Data extracted from a collection:
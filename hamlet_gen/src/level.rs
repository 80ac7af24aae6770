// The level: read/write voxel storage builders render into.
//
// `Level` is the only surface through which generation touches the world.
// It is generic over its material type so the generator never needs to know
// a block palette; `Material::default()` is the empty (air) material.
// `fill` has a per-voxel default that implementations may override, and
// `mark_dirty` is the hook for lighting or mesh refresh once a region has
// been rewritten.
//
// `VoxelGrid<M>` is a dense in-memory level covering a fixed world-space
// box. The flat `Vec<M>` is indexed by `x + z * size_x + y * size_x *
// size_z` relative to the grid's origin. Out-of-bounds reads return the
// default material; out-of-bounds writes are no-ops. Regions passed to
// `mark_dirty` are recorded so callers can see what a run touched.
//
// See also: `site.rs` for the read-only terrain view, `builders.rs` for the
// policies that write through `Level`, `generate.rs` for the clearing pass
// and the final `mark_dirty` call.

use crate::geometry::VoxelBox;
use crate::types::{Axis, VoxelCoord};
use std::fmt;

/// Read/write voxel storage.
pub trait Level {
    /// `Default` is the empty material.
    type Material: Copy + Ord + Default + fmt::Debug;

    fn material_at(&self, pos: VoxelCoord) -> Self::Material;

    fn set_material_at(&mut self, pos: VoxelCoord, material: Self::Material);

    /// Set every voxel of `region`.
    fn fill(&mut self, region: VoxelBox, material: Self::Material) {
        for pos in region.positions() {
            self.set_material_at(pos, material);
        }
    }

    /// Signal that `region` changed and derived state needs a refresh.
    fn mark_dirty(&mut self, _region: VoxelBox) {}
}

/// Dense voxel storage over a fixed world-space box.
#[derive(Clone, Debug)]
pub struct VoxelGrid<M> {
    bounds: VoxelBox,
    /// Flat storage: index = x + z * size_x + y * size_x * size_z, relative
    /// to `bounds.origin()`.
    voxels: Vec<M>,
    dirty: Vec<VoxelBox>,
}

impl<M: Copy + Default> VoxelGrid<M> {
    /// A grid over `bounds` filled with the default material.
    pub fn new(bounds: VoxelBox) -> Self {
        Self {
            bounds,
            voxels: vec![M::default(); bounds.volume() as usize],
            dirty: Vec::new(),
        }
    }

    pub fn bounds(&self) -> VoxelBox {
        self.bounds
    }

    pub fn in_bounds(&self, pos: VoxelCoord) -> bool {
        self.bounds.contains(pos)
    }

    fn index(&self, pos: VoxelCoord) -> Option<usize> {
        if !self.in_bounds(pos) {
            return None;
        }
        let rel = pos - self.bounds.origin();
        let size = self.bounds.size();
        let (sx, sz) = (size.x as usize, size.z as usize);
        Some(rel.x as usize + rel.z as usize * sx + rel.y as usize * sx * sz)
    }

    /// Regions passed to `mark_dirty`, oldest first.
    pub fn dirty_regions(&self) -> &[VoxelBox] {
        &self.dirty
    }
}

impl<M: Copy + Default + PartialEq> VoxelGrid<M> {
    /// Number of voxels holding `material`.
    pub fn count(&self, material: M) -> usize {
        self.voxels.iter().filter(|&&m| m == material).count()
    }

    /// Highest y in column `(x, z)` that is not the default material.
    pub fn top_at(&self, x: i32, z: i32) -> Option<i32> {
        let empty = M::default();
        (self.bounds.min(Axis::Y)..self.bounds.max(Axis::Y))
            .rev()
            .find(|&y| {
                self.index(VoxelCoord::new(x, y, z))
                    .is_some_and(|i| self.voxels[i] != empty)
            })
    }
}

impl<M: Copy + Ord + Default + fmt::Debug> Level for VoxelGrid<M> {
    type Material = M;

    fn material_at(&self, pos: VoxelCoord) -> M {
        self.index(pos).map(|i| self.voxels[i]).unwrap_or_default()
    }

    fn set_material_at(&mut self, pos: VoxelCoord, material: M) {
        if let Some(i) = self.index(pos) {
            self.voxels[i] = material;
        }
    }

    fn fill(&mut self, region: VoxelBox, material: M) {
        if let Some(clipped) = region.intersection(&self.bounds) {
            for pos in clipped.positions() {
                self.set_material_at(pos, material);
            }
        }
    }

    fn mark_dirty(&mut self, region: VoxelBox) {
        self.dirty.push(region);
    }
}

==

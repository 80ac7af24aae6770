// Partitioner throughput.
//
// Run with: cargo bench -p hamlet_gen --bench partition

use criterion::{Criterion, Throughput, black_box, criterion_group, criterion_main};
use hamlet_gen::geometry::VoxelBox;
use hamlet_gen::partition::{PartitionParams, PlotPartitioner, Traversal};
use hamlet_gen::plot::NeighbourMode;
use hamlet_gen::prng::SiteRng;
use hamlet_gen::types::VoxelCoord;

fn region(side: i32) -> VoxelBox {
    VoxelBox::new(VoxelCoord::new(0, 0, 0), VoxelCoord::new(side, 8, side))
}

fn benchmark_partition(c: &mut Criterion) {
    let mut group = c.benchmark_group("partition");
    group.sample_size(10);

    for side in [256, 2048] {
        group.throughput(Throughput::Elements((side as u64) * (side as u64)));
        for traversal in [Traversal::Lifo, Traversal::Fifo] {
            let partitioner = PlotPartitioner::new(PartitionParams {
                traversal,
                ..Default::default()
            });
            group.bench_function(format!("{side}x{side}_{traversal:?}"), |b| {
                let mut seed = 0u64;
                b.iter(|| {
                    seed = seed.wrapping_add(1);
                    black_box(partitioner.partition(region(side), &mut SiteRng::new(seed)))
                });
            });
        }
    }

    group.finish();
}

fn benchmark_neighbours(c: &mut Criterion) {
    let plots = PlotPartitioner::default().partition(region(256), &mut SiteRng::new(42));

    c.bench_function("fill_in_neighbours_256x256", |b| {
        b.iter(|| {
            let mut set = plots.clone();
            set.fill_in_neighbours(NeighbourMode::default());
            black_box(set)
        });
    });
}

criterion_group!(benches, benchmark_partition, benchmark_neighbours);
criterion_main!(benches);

--

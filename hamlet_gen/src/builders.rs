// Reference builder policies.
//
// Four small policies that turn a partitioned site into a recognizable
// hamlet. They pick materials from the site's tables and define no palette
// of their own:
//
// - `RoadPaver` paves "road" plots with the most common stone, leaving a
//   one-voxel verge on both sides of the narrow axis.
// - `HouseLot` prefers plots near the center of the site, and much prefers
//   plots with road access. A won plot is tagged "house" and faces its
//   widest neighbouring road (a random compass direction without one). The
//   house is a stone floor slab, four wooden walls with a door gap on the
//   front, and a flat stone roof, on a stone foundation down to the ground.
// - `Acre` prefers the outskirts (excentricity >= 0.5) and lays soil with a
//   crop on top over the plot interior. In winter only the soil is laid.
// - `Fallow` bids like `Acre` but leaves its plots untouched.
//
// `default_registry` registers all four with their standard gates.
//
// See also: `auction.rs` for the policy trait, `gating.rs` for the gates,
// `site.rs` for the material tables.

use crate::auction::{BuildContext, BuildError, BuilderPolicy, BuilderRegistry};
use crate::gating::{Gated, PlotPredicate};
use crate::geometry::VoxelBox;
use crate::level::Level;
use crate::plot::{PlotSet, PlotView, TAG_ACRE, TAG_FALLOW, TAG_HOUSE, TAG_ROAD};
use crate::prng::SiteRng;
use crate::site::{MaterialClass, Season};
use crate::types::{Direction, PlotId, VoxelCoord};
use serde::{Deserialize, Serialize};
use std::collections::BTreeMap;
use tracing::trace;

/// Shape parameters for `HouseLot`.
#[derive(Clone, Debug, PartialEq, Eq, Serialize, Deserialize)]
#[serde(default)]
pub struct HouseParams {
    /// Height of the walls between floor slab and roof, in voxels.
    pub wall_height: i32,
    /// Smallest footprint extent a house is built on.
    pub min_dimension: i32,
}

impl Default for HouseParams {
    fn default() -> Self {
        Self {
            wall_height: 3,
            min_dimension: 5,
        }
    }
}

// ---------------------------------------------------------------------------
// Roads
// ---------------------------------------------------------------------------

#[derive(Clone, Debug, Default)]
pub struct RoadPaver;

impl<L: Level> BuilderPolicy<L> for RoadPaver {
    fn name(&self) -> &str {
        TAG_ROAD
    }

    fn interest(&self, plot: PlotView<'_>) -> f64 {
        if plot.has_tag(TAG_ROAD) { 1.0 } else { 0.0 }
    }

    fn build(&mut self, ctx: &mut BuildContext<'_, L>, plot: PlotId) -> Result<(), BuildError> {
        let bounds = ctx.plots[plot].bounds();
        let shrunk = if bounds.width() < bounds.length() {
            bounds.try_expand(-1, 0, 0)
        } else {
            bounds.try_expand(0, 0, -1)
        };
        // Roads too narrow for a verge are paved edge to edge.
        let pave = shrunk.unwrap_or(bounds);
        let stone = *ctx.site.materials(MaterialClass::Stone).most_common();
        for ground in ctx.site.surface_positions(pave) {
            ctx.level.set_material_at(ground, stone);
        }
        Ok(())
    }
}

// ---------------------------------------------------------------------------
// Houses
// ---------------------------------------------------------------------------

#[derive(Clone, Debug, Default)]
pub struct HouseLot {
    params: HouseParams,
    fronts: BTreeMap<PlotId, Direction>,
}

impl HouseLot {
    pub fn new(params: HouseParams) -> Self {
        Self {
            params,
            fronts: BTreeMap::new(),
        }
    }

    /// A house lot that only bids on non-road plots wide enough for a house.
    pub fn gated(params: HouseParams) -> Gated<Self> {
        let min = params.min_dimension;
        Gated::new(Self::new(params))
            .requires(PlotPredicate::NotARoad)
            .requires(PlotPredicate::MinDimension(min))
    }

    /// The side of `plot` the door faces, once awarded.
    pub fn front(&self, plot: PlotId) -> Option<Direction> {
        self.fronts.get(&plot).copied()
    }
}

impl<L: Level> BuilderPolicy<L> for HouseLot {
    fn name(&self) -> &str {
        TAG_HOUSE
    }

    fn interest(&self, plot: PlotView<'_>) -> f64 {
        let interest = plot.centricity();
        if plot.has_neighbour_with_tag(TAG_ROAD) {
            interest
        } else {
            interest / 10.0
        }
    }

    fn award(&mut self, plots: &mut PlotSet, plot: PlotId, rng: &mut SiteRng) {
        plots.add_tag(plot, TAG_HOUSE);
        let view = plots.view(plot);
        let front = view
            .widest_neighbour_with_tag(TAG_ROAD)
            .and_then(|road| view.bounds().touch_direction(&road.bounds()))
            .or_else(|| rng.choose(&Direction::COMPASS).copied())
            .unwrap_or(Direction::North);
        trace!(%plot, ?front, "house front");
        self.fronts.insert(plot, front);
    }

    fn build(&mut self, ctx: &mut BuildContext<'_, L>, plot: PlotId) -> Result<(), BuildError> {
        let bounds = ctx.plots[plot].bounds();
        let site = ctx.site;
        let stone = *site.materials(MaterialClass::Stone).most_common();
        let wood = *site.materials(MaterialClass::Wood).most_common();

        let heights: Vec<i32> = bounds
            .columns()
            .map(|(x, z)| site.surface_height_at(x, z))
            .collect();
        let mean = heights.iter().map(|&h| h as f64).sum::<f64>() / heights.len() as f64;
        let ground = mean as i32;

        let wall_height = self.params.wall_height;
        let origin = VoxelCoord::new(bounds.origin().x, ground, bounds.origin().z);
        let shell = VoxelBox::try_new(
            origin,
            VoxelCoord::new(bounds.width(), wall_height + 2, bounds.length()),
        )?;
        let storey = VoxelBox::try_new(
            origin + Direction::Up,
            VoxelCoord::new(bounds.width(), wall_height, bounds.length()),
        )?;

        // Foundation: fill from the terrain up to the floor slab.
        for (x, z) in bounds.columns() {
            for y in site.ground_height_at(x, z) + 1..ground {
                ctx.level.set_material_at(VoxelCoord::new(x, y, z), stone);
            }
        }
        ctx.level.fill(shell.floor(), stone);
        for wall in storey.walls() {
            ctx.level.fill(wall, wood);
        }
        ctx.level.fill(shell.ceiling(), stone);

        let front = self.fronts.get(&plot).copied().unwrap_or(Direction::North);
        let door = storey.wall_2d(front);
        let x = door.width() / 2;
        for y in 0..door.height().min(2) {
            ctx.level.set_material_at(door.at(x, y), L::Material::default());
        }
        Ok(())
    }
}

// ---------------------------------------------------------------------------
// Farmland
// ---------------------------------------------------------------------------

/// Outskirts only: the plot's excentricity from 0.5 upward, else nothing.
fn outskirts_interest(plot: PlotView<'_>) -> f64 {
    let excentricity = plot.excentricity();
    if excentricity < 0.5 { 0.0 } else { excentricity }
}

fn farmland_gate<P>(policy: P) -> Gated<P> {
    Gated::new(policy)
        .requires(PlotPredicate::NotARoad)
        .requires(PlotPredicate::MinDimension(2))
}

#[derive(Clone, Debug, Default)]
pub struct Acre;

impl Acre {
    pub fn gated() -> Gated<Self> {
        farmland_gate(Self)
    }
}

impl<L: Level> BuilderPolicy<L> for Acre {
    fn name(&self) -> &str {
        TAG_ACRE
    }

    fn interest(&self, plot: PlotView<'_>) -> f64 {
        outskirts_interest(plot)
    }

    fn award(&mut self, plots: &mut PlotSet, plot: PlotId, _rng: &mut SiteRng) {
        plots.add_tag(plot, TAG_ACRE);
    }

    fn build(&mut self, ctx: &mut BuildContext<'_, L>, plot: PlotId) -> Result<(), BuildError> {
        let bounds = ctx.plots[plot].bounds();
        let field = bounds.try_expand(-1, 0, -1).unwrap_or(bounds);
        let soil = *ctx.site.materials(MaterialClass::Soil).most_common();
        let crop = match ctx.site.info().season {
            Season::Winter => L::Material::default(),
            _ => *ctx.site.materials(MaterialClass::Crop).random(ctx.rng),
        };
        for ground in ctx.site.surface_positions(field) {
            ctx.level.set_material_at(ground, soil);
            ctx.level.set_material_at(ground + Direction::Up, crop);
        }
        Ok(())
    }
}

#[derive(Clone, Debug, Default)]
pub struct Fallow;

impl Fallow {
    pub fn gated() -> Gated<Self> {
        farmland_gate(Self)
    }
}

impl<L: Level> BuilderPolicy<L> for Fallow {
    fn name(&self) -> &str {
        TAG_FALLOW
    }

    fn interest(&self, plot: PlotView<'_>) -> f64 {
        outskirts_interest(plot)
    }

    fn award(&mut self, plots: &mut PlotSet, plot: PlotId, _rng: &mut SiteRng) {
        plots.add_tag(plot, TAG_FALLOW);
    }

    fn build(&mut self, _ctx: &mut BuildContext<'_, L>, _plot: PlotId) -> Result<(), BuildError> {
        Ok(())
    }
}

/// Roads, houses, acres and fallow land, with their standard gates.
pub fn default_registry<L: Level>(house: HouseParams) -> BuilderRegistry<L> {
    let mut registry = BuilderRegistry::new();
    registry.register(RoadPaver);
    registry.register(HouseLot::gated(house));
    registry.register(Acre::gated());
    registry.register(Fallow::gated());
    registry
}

> [What to work on]:
Locate the lines above that contain "PartitionParams" and copy them.

> [Task response]:
use hamlet_gen::partition::{PartitionParams, PlotPartitioner, Traversal};
            let partitioner = PlotPartitioner::new(PartitionParams {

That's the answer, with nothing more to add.